### Work instructions:
Which lines of the records contain "derive"? Collect every one of them.

(Records from a data source)
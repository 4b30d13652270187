//! Identity wrappers and endpoint construction for the review API.

use std::fmt;

use serde::Deserialize;
use url::Url;

use super::error::ReviewError;

/// Drink identifier wrapper to avoid stringly typed parameters.
#[derive(Debug, Clone, PartialEq, Eq, Hash)]
pub struct DrinkId(String);

impl DrinkId {
    /// Validates that the identifier is non-empty and trims whitespace.
    ///
    /// # Errors
    ///
    /// Returns [`ReviewError::InvalidDrinkId`] when the supplied string is
    /// blank.
    pub fn new(value: impl AsRef<str>) -> Result<Self, ReviewError> {
        let trimmed = value.as_ref().trim();
        if trimmed.is_empty() {
            return Err(ReviewError::InvalidDrinkId);
        }
        Ok(Self(trimmed.to_owned()))
    }

    /// Borrow the identifier value.
    #[must_use]
    pub const fn as_str(&self) -> &str {
        self.0.as_str()
    }
}

impl fmt::Display for DrinkId {
    fn fmt(&self, f: &mut fmt::Formatter<'_>) -> fmt::Result {
        f.write_str(&self.0)
    }
}

/// Server-assigned comment identifier.
///
/// Servers hand these out either as JSON strings or as numbers; both are kept
/// in their textual form because the identifier is only ever echoed back in
/// request paths.
#[derive(Debug, Clone, PartialEq, Eq, Hash, Deserialize)]
#[serde(from = "RawCommentId")]
pub struct CommentId(String);

impl CommentId {
    /// Wraps an identifier value.
    #[must_use]
    pub fn new(value: impl Into<String>) -> Self {
        Self(value.into())
    }

    /// Borrow the identifier value.
    #[must_use]
    pub const fn as_str(&self) -> &str {
        self.0.as_str()
    }
}

impl fmt::Display for CommentId {
    fn fmt(&self, f: &mut fmt::Formatter<'_>) -> fmt::Result {
        f.write_str(&self.0)
    }
}

#[derive(Deserialize)]
#[serde(untagged)]
enum RawCommentId {
    Text(String),
    Number(serde_json::Number),
}

impl From<RawCommentId> for CommentId {
    fn from(value: RawCommentId) -> Self {
        match value {
            RawCommentId::Text(text) => Self(text),
            RawCommentId::Number(number) => Self(number.to_string()),
        }
    }
}

/// Base URL of the review API, e.g. `http://localhost:3000`.
#[derive(Debug, Clone, PartialEq, Eq)]
pub struct ApiBaseUrl(Url);

impl ApiBaseUrl {
    /// Parses and validates the base URL.
    ///
    /// # Errors
    ///
    /// Returns [`ReviewError::InvalidUrl`] when the input cannot be parsed or
    /// is not a hierarchical URL that can carry request paths.
    pub fn parse(input: &str) -> Result<Self, ReviewError> {
        let url = Url::parse(input.trim())
            .map_err(|error| ReviewError::InvalidUrl(error.to_string()))?;
        if url.cannot_be_a_base() {
            return Err(ReviewError::InvalidUrl(format!(
                "{input} cannot be used as a base URL"
            )));
        }
        Ok(Self(url))
    }

    /// Borrow the underlying URL.
    #[must_use]
    pub const fn as_url(&self) -> &Url {
        &self.0
    }

    /// `/api/drinks/{drinkId}`
    pub(crate) fn drink(&self, drink_id: &DrinkId) -> Result<Url, ReviewError> {
        self.endpoint(&["api", "drinks", drink_id.as_str()])
    }

    /// `/api/drinks/{drinkId}/comment`
    pub(crate) fn comments(&self, drink_id: &DrinkId) -> Result<Url, ReviewError> {
        self.endpoint(&["api", "drinks", drink_id.as_str(), "comment"])
    }

    /// `/api/drinks/{drinkId}/comment/{commentId}`
    pub(crate) fn comment(
        &self,
        drink_id: &DrinkId,
        comment_id: &CommentId,
    ) -> Result<Url, ReviewError> {
        self.endpoint(&[
            "api",
            "drinks",
            drink_id.as_str(),
            "comment",
            comment_id.as_str(),
        ])
    }

    /// `/api/drinks/{drinkId}/rating`
    pub(crate) fn rating(&self, drink_id: &DrinkId) -> Result<Url, ReviewError> {
        self.endpoint(&["api", "drinks", drink_id.as_str(), "rating"])
    }

    /// Appends percent-encoded path segments to the base path.
    fn endpoint(&self, segments: &[&str]) -> Result<Url, ReviewError> {
        let mut url = self.0.clone();
        url.path_segments_mut()
            .map_err(|()| ReviewError::InvalidUrl(self.0.to_string()))?
            .pop_if_empty()
            .extend(segments);
        Ok(url)
    }
}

### The answer:
#[derive(Debug, Clone, PartialEq, Eq, Hash)]
#[derive(Debug, Clone, PartialEq, Eq, Hash, Deserialize)]
#[derive(Deserialize)]
#[derive(Debug, Clone, PartialEq, Eq)]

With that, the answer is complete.